Contributing donations to county conservation during this timeframe may also increase the donor levels of individuals who have already given to the project. Donor levels start from as low as $1,000 and gradually grow to as high as $300,000. Other sponsorship opportunities are still available as well.
Jasper County Conservation Director Keri Van Zante said the donor wall will be located inside the nature center and will be visible to guests as soon as they enter the building. Final designs for the wall have not been decided just yet, but Van Zante expected it would have primarily wooden features with poured epoxy.
“We’ll put it out there and announce it when we have the final mockup to show,” Van Zante said, acknowledging many donor walls have featured names on bricks or perhaps even names on leaves. “We wanted our’s to be unique. We actually took some time to look around so we didn’t do the same things.”

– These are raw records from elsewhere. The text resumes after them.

use crate::foundation::error::{StoryreelError, StoryreelResult};

/// Peak zoom factor reached at the end of a zoom-in (start of a zoom-out).
pub const DEFAULT_MAX_ZOOM: f64 = 1.16;

/// Direction of the synthesized camera move.
#[derive(Clone, Copy, Debug, PartialEq, Eq, serde::Serialize)]
#[serde(rename_all = "snake_case")]
pub enum ZoomDirection {
    /// Start at 1.0, end at `max_zoom`.
    In,
    /// Start at `max_zoom`, end at 1.0.
    Out,
}

impl ZoomDirection {
    /// Alternating policy: even positions zoom in, odd positions zoom out.
    pub fn alternating(position: usize) -> Self {
        if position.is_multiple_of(2) {
            Self::In
        } else {
            Self::Out
        }
    }
}

/// Closed-form zoom trajectory over `total_frames` output frames.
///
/// `progress(n) = min(n / (total_frames - 1), 1)`; zoom-in is `1 + (max - 1) * progress`,
/// zoom-out is `max - (max - 1) * progress`.
#[derive(Clone, Copy, Debug, PartialEq)]
pub struct ZoomTrajectory {
    direction: ZoomDirection,
    total_frames: u64,
    max_zoom: f64,
}

impl ZoomTrajectory {
    /// Build a trajectory, or `None` for single-frame slots (no motion possible).
    pub fn new(
        direction: ZoomDirection,
        total_frames: u64,
        max_zoom: f64,
    ) -> StoryreelResult<Option<Self>> {
        if !max_zoom.is_finite() || max_zoom < 1.0 {
            return Err(StoryreelError::validation(format!(
                "max zoom must be a finite value >= 1.0, got {max_zoom}"
            )));
        }
        if total_frames <= 1 {
            return Ok(None);
        }
        Ok(Some(Self {
            direction,
            total_frames,
            max_zoom,
        }))
    }

    /// Direction of travel.
    pub fn direction(&self) -> ZoomDirection {
        self.direction
    }

    /// Number of frames the trajectory spans.
    pub fn total_frames(&self) -> u64 {
        self.total_frames
    }

    /// Normalized progress in `[0, 1]` at frame `n`.
    pub fn progress(&self, n: u64) -> f64 {
        let den = (self.total_frames - 1) as f64;
        (n as f64 / den).min(1.0)
    }

    /// Zoom factor at frame `n`.
    pub fn zoom_at(&self, n: u64) -> f64 {
        let span = self.max_zoom - 1.0;
        match self.direction {
            ZoomDirection::In => 1.0 + span * self.progress(n),
            ZoomDirection::Out => self.max_zoom - span * self.progress(n),
        }
    }

    /// The same function as an ffmpeg `zoompan` expression over the output frame counter `on`.
    pub fn to_expr(&self) -> String {
        let span = self.max_zoom - 1.0;
        let progress = format!("min(on/{},1)", self.total_frames - 1);
        match self.direction {
            ZoomDirection::In => format!("1+({span:.6})*{progress}"),
            ZoomDirection::Out => format!("{:.6}-({span:.6})*{progress}", self.max_zoom),
        }
    }
}

#[cfg(test)]
#[path = "../../tests/unit/motion/zoom.rs"]
mod tests;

So many donors have reached the $1,000 benchmark that conservation has had to make the donor wall bigger and add extra pieces.

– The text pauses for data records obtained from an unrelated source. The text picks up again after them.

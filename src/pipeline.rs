use std::{
    path::{Path, PathBuf},
    sync::Arc,
};

use anyhow::Context as _;

use crate::{
    assemble::concat::{DurationMismatch, assemble, reconcile_rendered},
    assets::{
        manifest::IllustrationManifest,
        media::{CachedProber, FfprobeProber, MediaProber},
        scan::{AssetKind, probe_assets, scan_assets},
    },
    config::{EncodeSettings, RunConfig},
    encode::runner::{EncoderBackend, FfmpegBackend, is_tool_available},
    foundation::{
        core::{AudioTrack, Canvas},
        error::{StoryreelError, StoryreelResult},
    },
    motion::zoom::ZoomDirection,
    render::pool::{build_thread_pool, render_all},
    timeline::{
        canvas::{CanvasSource, resolve_canvas},
        plan::{PlanOptions, Timeline},
    },
};

/// Per-run state shared read-only by every render worker.
///
/// Owns the scoped workspace: intermediate clips live there and the directory is removed when the
/// context is dropped, on success and failure alike.
pub struct RunContext {
    workspace: tempfile::TempDir,
    canvas: Canvas,
    settings: EncodeSettings,
    max_zoom: f64,
    clip_tolerance: f64,
    final_tolerance: f64,
    prober: Arc<dyn MediaProber>,
    encoder: Arc<dyn EncoderBackend>,
}

impl RunContext {
    /// Create the workspace under `parent` and freeze the run parameters.
    pub fn new(
        parent: &Path,
        canvas: Canvas,
        config: &RunConfig,
        prober: Arc<dyn MediaProber>,
        encoder: Arc<dyn EncoderBackend>,
    ) -> StoryreelResult<Self> {
        canvas.validate()?;
        let workspace = tempfile::Builder::new()
            .prefix(".storyreel-")
            .tempdir_in(parent)
            .with_context(|| format!("create workspace in '{}'", parent.display()))?;
        tracing::debug!(workspace = %workspace.path().display(), "created run workspace");
        Ok(Self {
            workspace,
            canvas,
            settings: config.encode_settings(),
            max_zoom: config.max_zoom,
            clip_tolerance: config.clip_tolerance_sec,
            final_tolerance: config.final_tolerance_sec,
            prober,
            encoder,
        })
    }

    /// Scratch directory for intermediate files.
    pub fn workspace(&self) -> &Path {
        self.workspace.path()
    }

    /// Canvas every clip conforms to.
    pub fn canvas(&self) -> Canvas {
        self.canvas
    }

    /// Encoder settings for slide renders.
    pub fn settings(&self) -> &EncodeSettings {
        &self.settings
    }

    /// Peak zoom for still-image motion.
    pub fn max_zoom(&self) -> f64 {
        self.max_zoom
    }

    /// Per-clip duration tolerance.
    pub fn clip_tolerance(&self) -> f64 {
        self.clip_tolerance
    }

    /// Final-video duration tolerance.
    pub fn final_tolerance(&self) -> f64 {
        self.final_tolerance
    }

    /// Media prober.
    pub fn prober(&self) -> &dyn MediaProber {
        self.prober.as_ref()
    }

    /// Encoder backend.
    pub fn encoder(&self) -> &dyn EncoderBackend {
        self.encoder.as_ref()
    }
}

/// One line of the run report per slot.
#[derive(Clone, Debug, PartialEq, serde::Serialize)]
pub struct SlotReport {
    /// Timeline position.
    pub position: usize,
    /// Asset index from the file name.
    pub index: u32,
    /// Image or clip.
    pub kind: AssetKind,
    /// Source file.
    pub asset: PathBuf,
    /// Manifest title, when known.
    pub title: Option<String>,
    /// Allocated duration.
    pub allocated: f64,
    /// Frames rendered for the slot.
    pub frames: u64,
    /// Measured duration of the rendered clip.
    pub actual: f64,
    /// Camera motion applied.
    pub motion: Option<ZoomDirection>,
    /// The source clip's own audio was discarded.
    pub audio_dropped: bool,
}

/// Duration-reconciliation report for a finished run.
#[derive(Clone, Debug, PartialEq, serde::Serialize)]
pub struct RunReport {
    /// Final output path.
    pub output: PathBuf,
    /// Canvas used for every clip.
    pub canvas: Canvas,
    /// Where the canvas came from.
    pub canvas_source: CanvasSource,
    /// Narration duration.
    pub audio_duration: f64,
    /// Sum of allocated slot durations.
    pub allocated_total: f64,
    /// Video frames across all slots.
    pub total_frames: u64,
    /// Sum of measured clip durations.
    pub rendered_total: f64,
    /// Measured duration of the final video.
    pub final_duration: f64,
    /// `final_duration - audio_duration`.
    pub delta: f64,
    /// Effective fade length.
    pub fade_sec: f64,
    /// Per-slot details.
    pub slots: Vec<SlotReport>,
    /// Every tolerance breach seen during the run.
    pub mismatches: Vec<DurationMismatch>,
}

impl RunReport {
    /// Write the report as pretty JSON.
    pub fn write_json(&self, path: &Path) -> StoryreelResult<()> {
        let f = std::fs::File::create(path)
            .with_context(|| format!("create report '{}'", path.display()))?;
        serde_json::to_writer_pretty(f, self)
            .with_context(|| format!("write report '{}'", path.display()))?;
        Ok(())
    }
}

/// Run the whole engine against the system `ffmpeg`/`ffprobe`.
pub fn run(config: &RunConfig) -> StoryreelResult<RunReport> {
    for tool in [&config.ffmpeg, &config.ffprobe] {
        if !is_tool_available(tool) {
            return Err(StoryreelError::validation(format!(
                "'{}' is not available (install it or pass its path)",
                tool.display()
            )));
        }
    }
    let timeout = Some(config.tool_timeout);
    let prober = Arc::new(CachedProber::new(FfprobeProber::new(&config.ffprobe, timeout)));
    let encoder = Arc::new(FfmpegBackend::new(&config.ffmpeg, timeout));
    run_with(config, prober, encoder)
}

/// Run the whole engine with explicit probing and encoding backends.
///
/// Every global invariant (inputs, canvas, hold feasibility, duration sum) is checked before the
/// first encoder invocation.
#[tracing::instrument(skip_all, fields(work_dir = %config.work_dir.display()))]
pub fn run_with(
    config: &RunConfig,
    prober: Arc<dyn MediaProber>,
    encoder: Arc<dyn EncoderBackend>,
) -> StoryreelResult<RunReport> {
    config.validate()?;
    let output = config.output_path();
    let out_dir = output_dir(&output)?;

    let mut assets = scan_assets(&config.images_dir())?;
    if assets.is_empty() {
        return Err(StoryreelError::allocation(format!(
            "no illustration_<NN>.png or video_<NN>.mp4 files in '{}'",
            config.images_dir().display()
        )));
    }
    if let Some(manifest) = IllustrationManifest::load(&config.manifest_path())? {
        let orphaned = manifest.apply(&mut assets);
        if !orphaned.is_empty() {
            tracing::warn!(indices = ?orphaned, "manifest entries without a matching asset");
        }
    }
    let assets = probe_assets(assets, prober.as_ref())?;

    let audio_path = config.audio_path();
    let audio_sec = prober.probe(&audio_path)?.require_duration(&audio_path)?;
    let audio = AudioTrack::new(audio_path, audio_sec)?;
    tracing::info!(duration = audio.duration, "probed narration audio");

    let resolved = resolve_canvas(&assets, config.strict_canvas)?;
    let timeline = Timeline::build(
        assets,
        &audio,
        &PlanOptions {
            fade_sec: config.fade_sec,
            intro_hold_sec: config.intro_hold_sec,
            outro_hold_sec: config.outro_hold_sec,
            motion: config.motion,
            fps: resolved.canvas.fps,
        },
    )?;
    let pool = build_thread_pool(config.threads)?;

    let ctx = RunContext::new(&out_dir, resolved.canvas, config, prober, encoder)?;
    let clips = render_all(&ctx, &timeline, &pool)?;

    let mut mismatches: Vec<DurationMismatch> =
        clips.iter().filter_map(|c| c.mismatch.clone()).collect();
    let (rendered_total, pre_mux) =
        reconcile_rendered(&clips, &audio, config.final_tolerance_sec);
    mismatches.extend(pre_mux);

    let assembled = assemble(&ctx, &clips, &audio)?;
    mismatches.extend(assembled.mismatch.clone());

    std::fs::rename(&assembled.path, &output).with_context(|| {
        format!(
            "move '{}' to '{}'",
            assembled.path.display(),
            output.display()
        )
    })?;
    tracing::info!(
        output = %output.display(),
        "allocated {:.2}s vs actual {:.2}s",
        timeline.allocated_total(),
        assembled.duration
    );

    let slots = timeline
        .slots()
        .iter()
        .zip(&clips)
        .map(|(slot, clip)| SlotReport {
            position: slot.position,
            index: slot.asset.index,
            kind: slot.asset.kind,
            asset: slot.asset.path.clone(),
            title: slot.asset.title.clone(),
            allocated: slot.allocated_duration,
            frames: slot.frames,
            actual: clip.actual_duration,
            motion: slot.motion,
            audio_dropped: slot.asset.kind == AssetKind::PrerenderedClip && slot.asset.has_audio,
        })
        .collect();

    Ok(RunReport {
        output,
        canvas: resolved.canvas,
        canvas_source: resolved.source,
        audio_duration: audio.duration,
        allocated_total: timeline.allocated_total(),
        total_frames: timeline.total_frames(),
        rendered_total,
        final_duration: assembled.duration,
        delta: assembled.delta,
        fade_sec: timeline.fade_sec(),
        slots,
        mismatches,
    })
}

/// Directory the output lands in; the workspace is created there so the final move is a rename.
fn output_dir(output: &Path) -> StoryreelResult<PathBuf> {
    let dir = match output.parent() {
        Some(p) if !p.as_os_str().is_empty() => p.to_path_buf(),
        _ => PathBuf::from("."),
    };
    if !dir.is_dir() {
        return Err(StoryreelError::validation(format!(
            "output directory '{}' does not exist",
            dir.display()
        )));
    }
    Ok(dir)
}

#[cfg(test)]
#[path = "../tests/unit/pipeline.rs"]
mod tests;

“Which is awesome!” Van Zante said.
Anyone who has visited the Dana King Ceretti Environmental Education Center construction site will notice just how much progress has been made on the building. The first phase of the project features classrooms, laboratory space, offices for staff, a meeting room and an observation deck.
Van Zante said crews are working on the framing of the building at the moment, and they are preparing the polished concrete floors. The nature center itself is built into a hillside in the 5200 block of Liberty Avenue, just down the road from the sheriff’s office. Seeing the nature center come to life is almost surreal.
“We’ve waited for so long and it’s finally real,” Van Zante said.
Eventually, the building will be outfitted with almost 100 feet of solar panels that are positioned for the most solar gain in the winter. Van Zante said most of the nature center should effectively operate off of solar energy. She added it is exciting to see the building make progress after so many years fundraising.
“It’s something conservation leaders have talked about now for 30 years,” she said. “It’s finally here and it’s finally actually happened, and I think it’s going to be better than even we imagined. At the same time as phase one being built, phase two is going to start being built here in the next couple of months.”
Geisler-Penquite Foundation fully funded the second phase of the project with a $700,000 grant last year. The second phase constructs the Geisler-Penquite Land Stewardship Lab, which features a classroom, an indoor digital archery range, outdoor restrooms, recreational equipment storage and a greenhouse.
Conservation is planning to have construction walk-throughs with the public sometime in the near future.
Van Zante hopes residents feel a great sense of pride by the time the nature center is completed. The project leaned heavily on community backing. Grants and American Rescue Plan Act funds from the board of supervisors helped immensely, but everything else has been individual donations.
People will know the nature center was a community effort as soon as they walk through the doors and see the names memorialized on the donor wall.
“Just because you didn’t decide or have the means to donate to the donor wall but later on your wanted to donate, there are lots of opportunities to donate even beyond the donor wall,” Van Zante said. “There are rooms to name and educational components to classrooms we still need.”